As a steelman, wouldn't the abundance of infinitely generate-able situations make it _easier_ for us to develop strong theories and models? The bottleneck has always been data. You have to do expensive work in the real world and accurately measure it before you can start fitting lines to it. If we were to birth an e.g. atomically accurate ML model of quantum physics, I bet it wouldn't take long until we have mathematical theories that explain why it works. Our current problem is that this stuff is super hard to manipulate and measure.
I've seen generative models for molecular structures produce results that looked non-sensical at first glance; however, when passed along to more experienced medicinal chemists they identified a bit 'creativity' that only a very advanced practitioner would understand or appreciate. Those hypotheses, which would not be produced by most experts, served as an anchor for further exploration of novel structures and ideas.
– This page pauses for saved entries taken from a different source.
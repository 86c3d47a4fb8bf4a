//! Asset image resolution
//!
//! Resolution order for an identifier:
//!
//! ```text
//! cached resolution
//!     ↓
//! local asset table (bundled with the site)
//!     ↓
//! known CoinGecko CDN ids
//!     ↓
//! best-guess CDN URL, returned immediately
//!     └─ background: provider lookup ∥ probe guess + alternates → placeholder
//! ```
//!
//! Resolution never fails; the worst case is a generated letter avatar.

use crate::{
    constants::{
        ALTERNATE_IMAGE_URL_PATTERNS, COINGECKO_IMAGE_CDN, COINGECKO_IMAGE_IDS,
        GUESS_IMAGE_URL_PATTERN, IMAGE_PROBE_TIMEOUT_SECS, LOCAL_ASSET_IMAGES,
        PLACEHOLDER_COLORS, USER_AGENT,
    },
    error::ProviderError,
    ledger::{CallLedger, RateLimitGate},
    provider::MarketDataProvider,
};
use async_trait::async_trait;
use base64::{engine::general_purpose::STANDARD, Engine as _};
use reqwest::Client;
use std::collections::{HashMap, HashSet};
use std::sync::{Arc, Mutex, PoisonError, RwLock};
use std::time::Duration;
use tokio::task::JoinHandle;

/// Where a cached image URL came from, in increasing precedence
#[derive(Debug, Clone, Copy, PartialEq, Eq, PartialOrd, Ord)]
pub enum ImageSource {
    Placeholder,
    Probed,
    Provider,
}

#[derive(Debug, Clone)]
struct ResolvedImage {
    url: String,
    source: ImageSource,
}

/// Checks whether a URL serves a loadable image
#[async_trait]
pub trait ImageProbe: Send + Sync {
    async fn probe(&self, url: &str) -> bool;
}

/// Probe that issues a GET and inspects status and content type
pub struct HttpImageProbe {
    client: Client,
}

impl HttpImageProbe {
    pub fn new() -> Result<Self, ProviderError> {
        let client = Client::builder()
            .timeout(Duration::from_secs(IMAGE_PROBE_TIMEOUT_SECS))
            .user_agent(USER_AGENT)
            .build()
            .map_err(ProviderError::NetworkError)?;
        Ok(Self { client })
    }
}

#[async_trait]
impl ImageProbe for HttpImageProbe {
    async fn probe(&self, url: &str) -> bool {
        match self.client.get(url).send().await {
            Ok(response) => {
                let is_image = response
                    .headers()
                    .get(reqwest::header::CONTENT_TYPE)
                    .and_then(|v| v.to_str().ok())
                    .map_or(true, |ct| ct.starts_with("image/"));
                response.status().is_success() && is_image
            }
            Err(e) => {
                tracing::debug!(url, error = %e, "Image probe failed");
                false
            }
        }
    }
}

/// Image URL for identifiers covered by the fixed tables
pub fn fixed_image_url(id: &str) -> Option<String> {
    if let Some((_, path)) = LOCAL_ASSET_IMAGES.iter().find(|(known, _)| *known == id) {
        return Some(path.to_string());
    }
    COINGECKO_IMAGE_IDS
        .iter()
        .find(|(known, _, _)| *known == id)
        .map(|(_, num, file)| format!("{}/{}/large/{}", COINGECKO_IMAGE_CDN, num, file))
}

/// Best-guess CDN URL returned before anything is known about `id`
pub fn guess_image_url(id: &str) -> String {
    GUESS_IMAGE_URL_PATTERN.replace("{id}", id)
}

/// Guess followed by every alternate pattern, in probe order
pub fn candidate_urls(id: &str) -> Vec<String> {
    std::iter::once(guess_image_url(id))
        .chain(
            ALTERNATE_IMAGE_URL_PATTERNS
                .iter()
                .map(|pattern| pattern.replace("{id}", id)),
        )
        .collect()
}

/// Generates an SVG letter avatar as a base64 data URI
pub fn placeholder_image(id: &str) -> String {
    let letter = id
        .chars()
        .find(|c| c.is_ascii_alphanumeric())
        .map(|c| c.to_ascii_uppercase())
        .unwrap_or('?');
    let hash = id.bytes().fold(0usize, |acc, b| acc.wrapping_mul(31).wrapping_add(b as usize));
    let color = PLACEHOLDER_COLORS[hash % PLACEHOLDER_COLORS.len()];

    let svg = format!(
        concat!(
            r#"<svg xmlns="http://www.w3.org/2000/svg" width="64" height="64" viewBox="0 0 64 64">"#,
            r#"<circle cx="32" cy="32" r="32" fill="{}"/>"#,
            r#"<text x="50%" y="50%" dy=".35em" text-anchor="middle" "#,
            r##"font-family="Arial, sans-serif" font-size="28" font-weight="bold" fill="#FFFFFF">{}</text>"##,
            "</svg>"
        ),
        color, letter
    );

    format!("data:image/svg+xml;base64,{}", STANDARD.encode(svg))
}

/// Resolves display images for asset identifiers
///
/// Cheap to clone; clones share the cache, ledger and in-flight task list.
#[derive(Clone)]
pub struct ImageResolver {
    resolved: Arc<RwLock<HashMap<String, ResolvedImage>>>,
    in_flight: Arc<Mutex<HashSet<String>>>,
    tasks: Arc<Mutex<Vec<JoinHandle<()>>>>,
    provider: Arc<dyn MarketDataProvider>,
    probe: Arc<dyn ImageProbe>,
    ledger: Arc<CallLedger>,
    gate: Arc<RateLimitGate>,
}

impl ImageResolver {
    pub fn new(
        provider: Arc<dyn MarketDataProvider>,
        probe: Arc<dyn ImageProbe>,
        ledger: Arc<CallLedger>,
        gate: Arc<RateLimitGate>,
    ) -> Self {
        Self {
            resolved: Arc::new(RwLock::new(HashMap::new())),
            in_flight: Arc::new(Mutex::new(HashSet::new())),
            tasks: Arc::new(Mutex::new(Vec::new())),
            provider,
            probe,
            ledger,
            gate,
        }
    }

    /// Returns an image URL for `id` without waiting on the network
    ///
    /// Unknown identifiers get a guessed URL now and a background lookup
    /// that improves the cached answer for the next call.
    pub fn resolve(&self, id: &str) -> String {
        let id = id.trim().to_lowercase();
        if id.is_empty() {
            return placeholder_image("?");
        }

        if let Some(cached) = self.cached(&id) {
            return cached.url;
        }
        if let Some(url) = fixed_image_url(&id) {
            return url;
        }

        self.spawn_lookup(&id);
        guess_image_url(&id)
    }

    /// Cached URL and its origin, if any
    pub fn cached_source(&self, id: &str) -> Option<(String, ImageSource)> {
        self.cached(id).map(|r| (r.url, r.source))
    }

    /// Runs the provider lookup and the probe chain for `id` concurrently
    pub async fn lookup(&self, id: &str) {
        futures::join!(self.lookup_provider(id), self.probe_candidates(id));
    }

    /// Awaits every background lookup spawned so far
    pub async fn wait_for_lookups(&self) {
        loop {
            let pending: Vec<JoinHandle<()>> = {
                let mut tasks = self.tasks.lock().unwrap_or_else(PoisonError::into_inner);
                tasks.drain(..).collect()
            };
            if pending.is_empty() {
                return;
            }
            for handle in pending {
                if let Err(e) = handle.await {
                    tracing::warn!(error = %e, "Image lookup task failed");
                }
            }
        }
    }

    fn spawn_lookup(&self, id: &str) {
        {
            let mut in_flight = self.in_flight.lock().unwrap_or_else(PoisonError::into_inner);
            if !in_flight.insert(id.to_string()) {
                return;
            }
        }

        let Ok(runtime) = tokio::runtime::Handle::try_current() else {
            tracing::debug!(id, "No runtime available, skipping image lookup");
            self.finish(id);
            return;
        };

        let resolver = self.clone();
        let owned_id = id.to_string();
        let handle = runtime.spawn(async move {
            resolver.lookup(&owned_id).await;
            resolver.finish(&owned_id);
        });

        let mut tasks = self.tasks.lock().unwrap_or_else(PoisonError::into_inner);
        tasks.retain(|t| !t.is_finished());
        tasks.push(handle);
    }

    fn finish(&self, id: &str) {
        self.in_flight
            .lock()
            .unwrap_or_else(PoisonError::into_inner)
            .remove(id);
    }

    async fn lookup_provider(&self, id: &str) {
        if self.gate.is_active() {
            tracing::debug!(id, "Rate limit gate active, skipping image lookup");
            return;
        }
        if !self.ledger.try_begin(id) {
            return;
        }

        match self.provider.fetch_image_url(id).await {
            Ok(url) => {
                tracing::debug!(id, url = %url, "Discovered image from provider");
                self.store(id, url, ImageSource::Provider);
            }
            Err(ProviderError::RateLimitExceeded { retry_after }) => self.gate.trip(retry_after),
            Err(e) if e.is_not_found() => self.ledger.blacklist(id),
            Err(e) => {
                tracing::warn!(
                    id,
                    provider = self.provider.provider_name(),
                    error = %e,
                    "Image lookup failed"
                );
                self.ledger.record_error(id);
            }
        }
    }

    async fn probe_candidates(&self, id: &str) {
        for url in candidate_urls(id) {
            if self.probe.probe(&url).await {
                self.store(id, url, ImageSource::Probed);
                return;
            }
        }
        tracing::debug!(id, "No image candidate loaded, using placeholder");
        self.store(id, placeholder_image(id), ImageSource::Placeholder);
    }

    fn cached(&self, id: &str) -> Option<ResolvedImage> {
        self.resolved
            .read()
            .unwrap_or_else(PoisonError::into_inner)
            .get(id)
            .cloned()
    }

    /// Writes unless a higher-precedence resolution is already cached
    fn store(&self, id: &str, url: String, source: ImageSource) {
        let mut resolved = self.resolved.write().unwrap_or_else(PoisonError::into_inner);
        if resolved.get(id).is_some_and(|existing| existing.source > source) {
            return;
        }
        resolved.insert(id.to_string(), ResolvedImage { url, source });
    }
}


#[cfg(test)]
mod tests {
    use super::mock::MockProbe;
    use super::*;
    use crate::constants::{DEFAULT_RATE_LIMIT_BACKOFF_SECS, IMAGE_LOOKUP_COOLDOWN_SECS};
    use crate::provider::mock::{quote, MockFailure, MockProvider};

    fn resolver(provider: Arc<MockProvider>, probe: Arc<MockProbe>) -> ImageResolver {
        ImageResolver::new(
            provider,
            probe,
            Arc::new(CallLedger::new(Duration::from_secs(IMAGE_LOOKUP_COOLDOWN_SECS))),
            Arc::new(RateLimitGate::new(Duration::from_secs(
                DEFAULT_RATE_LIMIT_BACKOFF_SECS,
            ))),
        )
    }

    #[test]
    fn test_fixed_tables() {
        assert_eq!(
            fixed_image_url("bitcoin").as_deref(),
            Some("/assets/crypto/bitcoin.png")
        );
        assert_eq!(
            fixed_image_url("dogecoin").as_deref(),
            Some("https://assets.coingecko.com/coins/images/5/large/dogecoin.png")
        );
        assert!(fixed_image_url("unknown-coin").is_none());
    }

    #[test]
    fn test_candidates_start_with_guess() {
        let candidates = candidate_urls("pepe");
        assert_eq!(candidates[0], guess_image_url("pepe"));
        assert_eq!(candidates.len(), 1 + ALTERNATE_IMAGE_URL_PATTERNS.len());
        assert!(candidates.iter().all(|url| url.contains("pepe")));
    }

    #[test]
    fn test_placeholder_is_svg_data_uri() {
        let uri = placeholder_image("pepe");
        let encoded = uri.strip_prefix("data:image/svg+xml;base64,").unwrap();
        let svg = String::from_utf8(STANDARD.decode(encoded).unwrap()).unwrap();
        assert!(svg.contains(">P</text>"));
        // Stable color per identifier
        assert_eq!(uri, placeholder_image("pepe"));
    }

    #[tokio::test]
    async fn test_local_asset_needs_no_lookup() {
        let provider = Arc::new(MockProvider::new("primary"));
        let probe = Arc::new(MockProbe::default());
        let images = resolver(provider.clone(), probe.clone());

        assert_eq!(images.resolve("Bitcoin"), "/assets/crypto/bitcoin.png");
        images.wait_for_lookups().await;
        assert_eq!(provider.call_count(), 0);
        assert!(probe.probed().is_empty());
    }

    #[tokio::test]
    async fn test_provider_image_beats_probe() {
        let provider = Arc::new(MockProvider::new("primary"));
        provider.set_asset(quote("pepe", 0.00001, 4e9));
        let probe = Arc::new(MockProbe::default());
        probe.allow(&guess_image_url("pepe"));
        let images = resolver(provider.clone(), probe.clone());

        assert_eq!(images.resolve("pepe"), guess_image_url("pepe"));
        images.wait_for_lookups().await;

        assert_eq!(images.resolve("pepe"), "https://img.example/pepe.png");
        assert_eq!(
            images.cached_source("pepe").map(|(_, s)| s),
            Some(ImageSource::Provider)
        );
    }

    #[tokio::test]
    async fn test_probe_falls_through_to_alternate() {
        let provider = Arc::new(MockProvider::new("primary"));
        provider.fail_asset("bonk", MockFailure::Api("HTTP 500".into()));
        let probe = Arc::new(MockProbe::default());
        let second = candidate_urls("bonk")[2].clone();
        probe.allow(&second);
        let images = resolver(provider, probe.clone());

        images.lookup("bonk").await;

        assert_eq!(images.resolve("bonk"), second);
        assert_eq!(probe.probed().len(), 3);
    }

    #[tokio::test]
    async fn test_not_found_blacklists_and_placeholder_is_used() {
        let provider = Arc::new(MockProvider::new("primary"));
        let probe = Arc::new(MockProbe::default());
        let images = resolver(provider.clone(), probe);

        images.resolve("ghost-coin");
        images.wait_for_lookups().await;
        assert_eq!(provider.calls_to("asset:ghost-coin"), 1);
        assert!(images.ledger.is_blacklisted("ghost-coin"));

        assert_eq!(images.resolve("ghost-coin"), placeholder_image("ghost-coin"));
        images.lookup("ghost-coin").await;
        assert_eq!(provider.calls_to("asset:ghost-coin"), 1);
    }

    #[tokio::test(start_paused = true)]
    async fn test_cooldown_limits_provider_lookups() {
        let provider = Arc::new(MockProvider::new("primary"));
        provider.fail_asset("slow", MockFailure::Api("HTTP 503".into()));
        let images = resolver(provider.clone(), Arc::new(MockProbe::default()));

        images.lookup("slow").await;
        images.lookup("slow").await;
        assert_eq!(provider.calls_to("asset:slow"), 1);

        tokio::time::advance(Duration::from_secs(IMAGE_LOOKUP_COOLDOWN_SECS)).await;
        images.lookup("slow").await;
        assert_eq!(provider.calls_to("asset:slow"), 2);
    }

    #[tokio::test]
    async fn test_rate_limit_trips_gate() {
        let provider = Arc::new(MockProvider::new("primary"));
        provider.fail_asset("wif", MockFailure::RateLimited(None));
        let images = resolver(provider.clone(), Arc::new(MockProbe::default()));

        images.lookup("wif").await;
        assert!(images.gate.is_active());
        assert!(!images.ledger.is_blacklisted("wif"));

        images.lookup("other").await;
        assert_eq!(provider.calls_to("asset:other"), 0);
    }
}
So in a way, what you say is already possible. Just how GMs in chess specialize in certain openings or play styles, master chemists have pre-existing biases that can affect their designs; algorithms can have different biases which push exploration to interesting places. Once you have a good latent representation of relevant chemical space, so you can optimize for this sort of creativity (a practical but boring example is to push generation outside of patent space).
This is an important aspect that's being ignored IMO.
For a lot of problems, currently you either don't have an an analytical solution and the alternative is a brute force-ish numerical approach. As a result the computational cost of simulating things enough times to be able to detect behavior that can inform theories/models (potentially yielding a good analytical result) is not viable.